As we saw upon just a basic visual inspection of our network during the Explore section, there was a small core of highly connected participants surrounded by those on the “periphery,” or edge, of the network with very few connections. In the DLT 2 course, those on the periphery made up roughly 89% of network. Also consistent with the MOOC-Ed study, those Fall participants maintained an outdegree average of 5.25, an indegree range of 0-41, and an outdegree range of 0-66. Below is a comparison of the Spring (DLT 1) and Fall (DLT 2) iterations of the data.
network1 <- as.data.frame(dlt1_network)
network2 <- as.data.frame(dlt2_network)
network1 <- rename(network1, role = role1)
network1$role[network1$role=="districtadmin"]<-"admin"
network1$role[network1$role=="schooladmin"]<-"admin"
network1_mod <- network1 %>%
mutate(year = "DLT1") %>%
relocate(year)
network2_mod <- network2 %>%
mutate(year = "DLT2") %>%
relocate(year)
network_comb <- rbind(network1_mod, network2_mod)
network_comb |>
filter(role != "NULL") |>
filter(role != "other") |>
ggplot(aes(x = out_degree, fill = role)) +
geom_bar(aes(y = (..count..)/sum(..count..) * 100)) +
facet_wrap(~ year) +
coord_cartesian(xlim = c(0,50)) +
labs(title = "Comparing Out-degree Centrality by Role",
x = "# Replies Sent to Alters", y = "% by Egos (Nodes)") +
scale_fill_discrete(name = "Professional Role") +
scale_x_binned(breaks = c(5, 10, 15, 20, 25, 30, 35, 40, 45, 50))

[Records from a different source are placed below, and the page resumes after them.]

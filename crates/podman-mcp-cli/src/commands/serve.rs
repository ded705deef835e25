//! MCP server command
//!
//! Selects a podman backend and serves the MCP tools over stdio, or over
//! Streamable HTTP when a port is given.

use std::net::SocketAddr;

use anyhow::{Context, Result};
use clap::Args;
use podman_mcp_backend::ImplementationRegistry;
use podman_mcp_server::{http, PodmanServer};
use rmcp::{transport::stdio, ServiceExt};
use tokio::net::TcpListener;
use tokio::signal;
use tracing::info;

use crate::GlobalOptions;

/// Transport selection
#[derive(Args, Debug, Clone)]
pub struct ServeArgs {
    /// Serve Streamable HTTP on this port (endpoint /mcp) instead of stdio
    #[arg(long, env = "PODMAN_MCP_PORT")]
    pub port: Option<u16>,
}

impl ServeArgs {
    /// Fill unset values from `outer`
    pub fn or(self, outer: ServeArgs) -> Self {
        Self {
            port: self.port.or(outer.port),
        }
    }
}

/// Execute the serve command
pub async fn execute(args: ServeArgs, global: GlobalOptions) -> Result<()> {
    let config = super::load_config(&global)?;
    super::init_logging(&config, &global)?;

    info!("Starting Podman MCP Server v{}", env!("CARGO_PKG_VERSION"));
    info!(
        "  Implementation: {}",
        if config.auto_detect() {
            "auto"
        } else {
            config.podman_impl.as_str()
        }
    );
    info!("  Output format: {}", config.output_format);

    let registry = ImplementationRegistry::with_defaults();
    let server = PodmanServer::connect(&registry, &config)
        .await
        .context("Failed to create MCP server")?;

    match args.port {
        Some(port) => serve_http(server, port).await,
        None => serve_stdio(server).await,
    }
}

async fn serve_http(server: PodmanServer, port: u16) -> Result<()> {
    info!(
        "Server initialized with '{}' backend, starting MCP protocol over HTTP",
        server.implementation()
    );

    let addr = SocketAddr::from(([0, 0, 0, 0], port));
    let listener = TcpListener::bind(addr)
        .await
        .with_context(|| format!("Failed to listen on {}", addr))?;
    http::serve(listener, server, async {
        shutdown_signal().await;
        info!("Shutdown signal received");
    })
    .await
    .context("HTTP server failed")?;

    info!("Server shutdown complete");
    Ok(())
}

async fn serve_stdio(server: PodmanServer) -> Result<()> {
    info!(
        "Server initialized with '{}' backend, starting MCP protocol over stdio",
        server.implementation()
    );

    let service = server
        .serve(stdio())
        .await
        .context("Failed to start MCP service")?;

    // Wait for shutdown or service termination
    tokio::select! {
        result = service.waiting() => {
            if let Err(e) = result {
                info!("Service ended with error: {}", e);
            } else {
                info!("Service ended normally");
            }
        }
        _ = shutdown_signal() => {
            info!("Shutdown signal received");
        }
    }

    info!("Server shutdown complete");
    Ok(())
}

/// Wait for shutdown signal (SIGTERM or SIGINT)
async fn shutdown_signal() {
    let ctrl_c = async {
        signal::ctrl_c()
            .await
            .expect("Failed to install Ctrl+C handler");
    };

    #[cfg(unix)]
    let terminate = async {
        signal::unix::signal(signal::unix::SignalKind::terminate())
            .expect("Failed to install SIGTERM handler")
            .recv()
            .await;
    };

    #[cfg(not(unix))]
    let terminate = std::future::pending::<()>();

    tokio::select! {
        _ = ctrl_c => {},
        _ = terminate => {},
    }
}
//! Configuration errors.

use std::path::PathBuf;
use thiserror::Error;

#[derive(Error, Debug)]
pub enum ConfigError {
    #[error("cannot read {path}: {source}")]
    ReadFile {
        path: PathBuf,
        #[source]
        source: std::io::Error,
    },

    /// The file exists but is not valid TOML for [`crate::PodmanConfig`]
    #[error("invalid TOML in {path}: {source}")]
    ParseToml {
        path: PathBuf,
        #[source]
        source: toml::de::Error,
    },

    #[error("cannot encode configuration as TOML: {0}")]
    Serialize(#[from] toml::ser::Error),

    #[error("cannot write {path}: {source}")]
    WriteFile {
        path: PathBuf,
        #[source]
        source: std::io::Error,
    },

    #[error("cannot create directory {path}: {source}")]
    CreateDir {
        path: PathBuf,
        #[source]
        source: std::io::Error,
    },

    /// The platform has no per-user config directory
    #[error("no user configuration directory on this platform")]
    NoConfigDir,

    #[error("bad value for {key}: {message}")]
    InvalidValue { key: String, message: String },
}

impl ConfigError {
    pub fn read_file(path: impl Into<PathBuf>, source: std::io::Error) -> Self {
        Self::ReadFile {
            path: path.into(),
            source,
        }
    }

    pub fn parse_toml(path: impl Into<PathBuf>, source: toml::de::Error) -> Self {
        Self::ParseToml {
            path: path.into(),
            source,
        }
    }

    pub fn write_file(path: impl Into<PathBuf>, source: std::io::Error) -> Self {
        Self::WriteFile {
            path: path.into(),
            source,
        }
    }

    pub fn create_dir(path: impl Into<PathBuf>, source: std::io::Error) -> Self {
        Self::CreateDir {
            path: path.into(),
            source,
        }
    }

    pub fn invalid_value(key: impl Into<String>, message: impl Into<String>) -> Self {
        Self::InvalidValue {
            key: key.into(),
            message: message.into(),
        }
    }
}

One of the driving research questions for this case study was to better understand the patterns of peer interaction and structure of peer networks that emerge over the course of this MOOC-Ed. A key challenge to any successful MOOC educational experience is the quality and frequency of communication between the participants. Out-degree centrality is a metric that gives some insight into how well specific nodes, in this case education professionals, respond to people in their subgroups or cliques. The plot above describes the difference between how two different cohorts responded to their network by professional role.
While the Fall cohort was comprised of more participants, the trends remained consistent with their Spring counterparts. Most replied fewer than 5 times to their alters, though the DLT 2 group had a few more participants who responded more than 25 times than DLT 1. The only difference I could spot in group composition was that DLT 2 had more teachers and curriculum developers on average than DLT 1. The DLT 1 group made up for that shortfall in administrators. That could be a line of inquiry to pursue to see if teachers are more likely to communicate reciprocally with their peers than school or district administrators.